╭─ Entries supplied
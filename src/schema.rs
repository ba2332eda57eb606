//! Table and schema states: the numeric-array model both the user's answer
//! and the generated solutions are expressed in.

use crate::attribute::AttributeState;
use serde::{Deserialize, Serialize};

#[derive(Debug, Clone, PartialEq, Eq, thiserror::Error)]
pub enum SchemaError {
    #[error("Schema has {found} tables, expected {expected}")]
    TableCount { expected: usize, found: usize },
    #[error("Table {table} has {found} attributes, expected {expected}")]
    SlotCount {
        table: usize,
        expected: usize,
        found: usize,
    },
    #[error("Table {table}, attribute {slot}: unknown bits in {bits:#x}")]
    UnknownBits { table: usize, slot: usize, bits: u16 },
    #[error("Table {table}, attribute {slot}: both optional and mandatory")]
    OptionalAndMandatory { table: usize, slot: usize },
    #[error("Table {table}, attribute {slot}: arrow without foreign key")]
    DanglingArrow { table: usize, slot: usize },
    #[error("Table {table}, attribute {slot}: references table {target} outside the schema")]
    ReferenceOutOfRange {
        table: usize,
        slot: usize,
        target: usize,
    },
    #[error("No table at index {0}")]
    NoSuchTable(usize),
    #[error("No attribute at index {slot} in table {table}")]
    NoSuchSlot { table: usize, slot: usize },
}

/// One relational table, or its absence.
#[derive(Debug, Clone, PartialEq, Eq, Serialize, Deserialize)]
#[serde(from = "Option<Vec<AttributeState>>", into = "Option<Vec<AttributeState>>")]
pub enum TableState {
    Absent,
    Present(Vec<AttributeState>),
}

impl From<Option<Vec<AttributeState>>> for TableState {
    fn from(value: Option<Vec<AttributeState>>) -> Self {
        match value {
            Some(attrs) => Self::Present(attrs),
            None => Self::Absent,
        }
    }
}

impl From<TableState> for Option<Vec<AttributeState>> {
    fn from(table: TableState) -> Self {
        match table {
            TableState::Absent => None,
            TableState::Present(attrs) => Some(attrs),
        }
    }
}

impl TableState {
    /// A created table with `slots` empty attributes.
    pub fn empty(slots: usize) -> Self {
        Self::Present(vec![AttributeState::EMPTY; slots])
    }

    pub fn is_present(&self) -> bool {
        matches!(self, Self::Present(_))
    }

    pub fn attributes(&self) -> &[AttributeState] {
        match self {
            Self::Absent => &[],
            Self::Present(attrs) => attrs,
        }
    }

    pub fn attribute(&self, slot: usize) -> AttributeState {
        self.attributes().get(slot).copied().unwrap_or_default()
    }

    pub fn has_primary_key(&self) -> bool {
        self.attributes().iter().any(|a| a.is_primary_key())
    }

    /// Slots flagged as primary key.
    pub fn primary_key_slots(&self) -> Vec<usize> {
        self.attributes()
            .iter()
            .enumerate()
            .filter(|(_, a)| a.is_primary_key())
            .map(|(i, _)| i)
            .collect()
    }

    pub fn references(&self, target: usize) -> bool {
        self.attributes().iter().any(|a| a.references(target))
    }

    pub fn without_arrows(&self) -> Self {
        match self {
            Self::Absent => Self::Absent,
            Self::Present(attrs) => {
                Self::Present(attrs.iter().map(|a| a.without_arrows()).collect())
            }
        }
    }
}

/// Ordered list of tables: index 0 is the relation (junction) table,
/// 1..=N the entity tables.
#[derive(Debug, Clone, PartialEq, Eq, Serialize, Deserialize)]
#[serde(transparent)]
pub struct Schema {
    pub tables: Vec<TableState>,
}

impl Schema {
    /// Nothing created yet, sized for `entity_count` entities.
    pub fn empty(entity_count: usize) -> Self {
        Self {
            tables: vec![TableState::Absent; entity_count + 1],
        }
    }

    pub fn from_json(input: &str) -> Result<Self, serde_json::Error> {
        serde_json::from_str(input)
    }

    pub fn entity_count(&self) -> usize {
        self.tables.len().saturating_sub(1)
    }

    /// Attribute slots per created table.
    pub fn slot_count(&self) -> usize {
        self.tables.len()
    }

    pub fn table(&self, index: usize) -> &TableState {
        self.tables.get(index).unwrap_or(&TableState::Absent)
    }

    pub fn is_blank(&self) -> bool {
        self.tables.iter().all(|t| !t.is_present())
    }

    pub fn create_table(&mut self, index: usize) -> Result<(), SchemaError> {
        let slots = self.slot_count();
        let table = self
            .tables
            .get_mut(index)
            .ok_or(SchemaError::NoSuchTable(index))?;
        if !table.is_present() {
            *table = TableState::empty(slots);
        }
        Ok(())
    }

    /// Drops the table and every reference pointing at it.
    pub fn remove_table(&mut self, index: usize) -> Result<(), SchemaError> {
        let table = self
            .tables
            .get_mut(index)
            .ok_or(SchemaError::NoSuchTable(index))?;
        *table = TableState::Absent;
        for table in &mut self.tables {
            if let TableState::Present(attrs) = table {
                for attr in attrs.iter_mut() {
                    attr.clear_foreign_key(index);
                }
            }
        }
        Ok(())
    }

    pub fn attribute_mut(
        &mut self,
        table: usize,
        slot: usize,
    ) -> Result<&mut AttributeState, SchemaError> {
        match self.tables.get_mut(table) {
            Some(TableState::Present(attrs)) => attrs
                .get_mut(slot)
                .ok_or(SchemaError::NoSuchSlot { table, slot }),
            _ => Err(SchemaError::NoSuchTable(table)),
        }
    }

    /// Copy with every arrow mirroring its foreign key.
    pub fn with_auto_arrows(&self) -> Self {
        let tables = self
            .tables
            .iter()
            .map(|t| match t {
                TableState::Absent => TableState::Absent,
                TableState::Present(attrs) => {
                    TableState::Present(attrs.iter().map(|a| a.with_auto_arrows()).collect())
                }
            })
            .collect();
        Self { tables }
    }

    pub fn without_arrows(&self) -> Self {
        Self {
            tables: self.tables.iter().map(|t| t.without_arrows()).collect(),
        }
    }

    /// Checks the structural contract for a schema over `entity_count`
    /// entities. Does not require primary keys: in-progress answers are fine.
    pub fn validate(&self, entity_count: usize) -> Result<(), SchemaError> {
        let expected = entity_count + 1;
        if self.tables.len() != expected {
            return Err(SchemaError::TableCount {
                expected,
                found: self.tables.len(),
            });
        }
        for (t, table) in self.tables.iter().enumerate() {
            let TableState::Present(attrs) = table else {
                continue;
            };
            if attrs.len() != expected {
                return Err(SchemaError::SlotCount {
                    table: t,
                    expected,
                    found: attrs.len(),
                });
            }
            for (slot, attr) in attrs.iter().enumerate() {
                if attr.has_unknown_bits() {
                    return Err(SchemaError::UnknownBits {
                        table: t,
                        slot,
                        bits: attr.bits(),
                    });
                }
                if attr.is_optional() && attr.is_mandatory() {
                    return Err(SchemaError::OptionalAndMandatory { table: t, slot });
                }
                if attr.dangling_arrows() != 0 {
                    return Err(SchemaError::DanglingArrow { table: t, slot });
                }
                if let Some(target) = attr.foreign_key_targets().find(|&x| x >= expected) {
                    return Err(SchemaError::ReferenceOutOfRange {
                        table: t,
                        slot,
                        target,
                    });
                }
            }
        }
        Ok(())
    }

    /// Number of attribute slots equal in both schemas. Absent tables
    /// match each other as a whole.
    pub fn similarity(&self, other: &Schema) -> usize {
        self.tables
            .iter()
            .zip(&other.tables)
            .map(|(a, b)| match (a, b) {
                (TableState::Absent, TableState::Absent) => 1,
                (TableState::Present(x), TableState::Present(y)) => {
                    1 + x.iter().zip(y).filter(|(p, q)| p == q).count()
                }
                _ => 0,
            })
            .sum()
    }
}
╰─
Exercise goal: Could you restate every entry above word for word?

Written response:
filename src/schema.rs
repository ba2332eda57eb606
//! Table and schema states: the numeric-array model both the user's answer
//! and the generated solutions are expressed in.

use crate::attribute::AttributeState;
use serde::{Deserialize, Serialize};

#[derive(Debug, Clone, PartialEq, Eq, thiserror::Error)]
pub enum SchemaError {
    #[error("Schema has {found} tables, expected {expected}")]
    TableCount { expected: usize, found: usize },
    #[error("Table {table} has {found} attributes, expected {expected}")]
    SlotCount {
        table: usize,
        expected: usize,
        found: usize,
    },
    #[error("Table {table}, attribute {slot}: unknown bits in {bits:#x}")]
    UnknownBits { table: usize, slot: usize, bits: u16 },
    #[error("Table {table}, attribute {slot}: both optional and mandatory")]
    OptionalAndMandatory { table: usize, slot: usize },
    #[error("Table {table}, attribute {slot}: arrow without foreign key")]
    DanglingArrow { table: usize, slot: usize },
    #[error("Table {table}, attribute {slot}: references table {target} outside the schema")]
    ReferenceOutOfRange {
        table: usize,
        slot: usize,
        target: usize,
    },
    #[error("No table at index {0}")]
    NoSuchTable(usize),
    #[error("No attribute at index {slot} in table {table}")]
    NoSuchSlot { table: usize, slot: usize },
}

/// One relational table, or its absence.
#[derive(Debug, Clone, PartialEq, Eq, Serialize, Deserialize)]
#[serde(from = "Option<Vec<AttributeState>>", into = "Option<Vec<AttributeState>>")]
pub enum TableState {
    Absent,
    Present(Vec<AttributeState>),
}

impl From<Option<Vec<AttributeState>>> for TableState {
    fn from(value: Option<Vec<AttributeState>>) -> Self {
        match value {
            Some(attrs) => Self::Present(attrs),
            None => Self::Absent,
        }
    }
}

impl From<TableState> for Option<Vec<AttributeState>> {
    fn from(table: TableState) -> Self {
        match table {
            TableState::Absent => None,
            TableState::Present(attrs) => Some(attrs),
        }
    }
}

impl TableState {
    /// A created table with `slots` empty attributes.
    pub fn empty(slots: usize) -> Self {
        Self::Present(vec![AttributeState::EMPTY; slots])
    }

    pub fn is_present(&self) -> bool {
        matches!(self, Self::Present(_))
    }

    pub fn attributes(&self) -> &[AttributeState] {
        match self {
            Self::Absent => &[],
            Self::Present(attrs) => attrs,
        }
    }

    pub fn attribute(&self, slot: usize) -> AttributeState {
        self.attributes().get(slot).copied().unwrap_or_default()
    }

    pub fn has_primary_key(&self) -> bool {
        self.attributes().iter().any(|a| a.is_primary_key())
    }

    /// Slots flagged as primary key.
    pub fn primary_key_slots(&self) -> Vec<usize> {
        self.attributes()
            .iter()
            .enumerate()
            .filter(|(_, a)| a.is_primary_key())
            .map(|(i, _)| i)
            .collect()
    }

    pub fn references(&self, target: usize) -> bool {
        self.attributes().iter().any(|a| a.references(target))
    }

    pub fn without_arrows(&self) -> Self {
        match self {
            Self::Absent => Self::Absent,
            Self::Present(attrs) => {
                Self::Present(attrs.iter().map(|a| a.without_arrows()).collect())
            }
        }
    }
}

/// Ordered list of tables: index 0 is the relation (junction) table,
/// 1..=N the entity tables.
#[derive(Debug, Clone, PartialEq, Eq, Serialize, Deserialize)]
#[serde(transparent)]
pub struct Schema {
    pub tables: Vec<TableState>,
}

impl Schema {
    /// Nothing created yet, sized for `entity_count` entities.
    pub fn empty(entity_count: usize) -> Self {
        Self {
            tables: vec![TableState::Absent; entity_count + 1],
        }
    }

    pub fn from_json(input: &str) -> Result<Self, serde_json::Error> {
        serde_json::from_str(input)
    }

    pub fn entity_count(&self) -> usize {
        self.tables.len().saturating_sub(1)
    }

    /// Attribute slots per created table.
    pub fn slot_count(&self) -> usize {
        self.tables.len()
    }

    pub fn table(&self, index: usize) -> &TableState {
        self.tables.get(index).unwrap_or(&TableState::Absent)
    }

    pub fn is_blank(&self) -> bool {
        self.tables.iter().all(|t| !t.is_present())
    }

    pub fn create_table(&mut self, index: usize) -> Result<(), SchemaError> {
        let slots = self.slot_count();
        let table = self
            .tables
            .get_mut(index)
            .ok_or(SchemaError::NoSuchTable(index))?;
        if !table.is_present() {
            *table = TableState::empty(slots);
        }
        Ok(())
    }

    /// Drops the table and every reference pointing at it.
    pub fn remove_table(&mut self, index: usize) -> Result<(), SchemaError> {
        let table = self
            .tables
            .get_mut(index)
            .ok_or(SchemaError::NoSuchTable(index))?;
        *table = TableState::Absent;
        for table in &mut self.tables {
            if let TableState::Present(attrs) = table {
                for attr in attrs.iter_mut() {
                    attr.clear_foreign_key(index);
                }
            }
        }
        Ok(())
    }

    pub fn attribute_mut(
        &mut self,
        table: usize,
        slot: usize,
    ) -> Result<&mut AttributeState, SchemaError> {
        match self.tables.get_mut(table) {
            Some(TableState::Present(attrs)) => attrs
                .get_mut(slot)
                .ok_or(SchemaError::NoSuchSlot { table, slot }),
            _ => Err(SchemaError::NoSuchTable(table)),
        }
    }

    /// Copy with every arrow mirroring its foreign key.
    pub fn with_auto_arrows(&self) -> Self {
        let tables = self
            .tables
            .iter()
            .map(|t| match t {
                TableState::Absent => TableState::Absent,
                TableState::Present(attrs) => {
                    TableState::Present(attrs.iter().map(|a| a.with_auto_arrows()).collect())
                }
            })
            .collect();
        Self { tables }
    }

    pub fn without_arrows(&self) -> Self {
        Self {
            tables: self.tables.iter().map(|t| t.without_arrows()).collect(),
        }
    }

    /// Checks the structural contract for a schema over `entity_count`
    /// entities. Does not require primary keys: in-progress answers are fine.
    pub fn validate(&self, entity_count: usize) -> Result<(), SchemaError> {
        let expected = entity_count + 1;
        if self.tables.len() != expected {
            return Err(SchemaError::TableCount {
                expected,
                found: self.tables.len(),
            });
        }
        for (t, table) in self.tables.iter().enumerate() {
            let TableState::Present(attrs) = table else {
                continue;
            };
            if attrs.len() != expected {
                return Err(SchemaError::SlotCount {
                    table: t,
                    expected,
                    found: attrs.len(),
                });
            }
            for (slot, attr) in attrs.iter().enumerate() {
                if attr.has_unknown_bits() {
                    return Err(SchemaError::UnknownBits {
                        table: t,
                        slot,
                        bits: attr.bits(),
                    });
                }
                if attr.is_optional() && attr.is_mandatory() {
                    return Err(SchemaError::OptionalAndMandatory { table: t, slot });
                }
                if attr.dangling_arrows() != 0 {
                    return Err(SchemaError::DanglingArrow { table: t, slot });
                }
                if let Some(target) = attr.foreign_key_targets().find(|&x| x >= expected) {
                    return Err(SchemaError::ReferenceOutOfRange {
                        table: t,
                        slot,
                        target,
                    });
                }
            }
        }
        Ok(())
    }

    /// Number of attribute slots equal in both schemas. Absent tables
    /// match each other as a whole.
    pub fn similarity(&self, other: &Schema) -> usize {
        self.tables
            .iter()
            .zip(&other.tables)
            .map(|(a, b)| match (a, b) {
                (TableState::Absent, TableState::Absent) => 1,
                (TableState::Present(x), TableState::Present(y)) => {
                    1 + x.iter().zip(y).filter(|(p, q)| p == q).count()
                }
                _ => 0,
            })
            .sum()
    }
}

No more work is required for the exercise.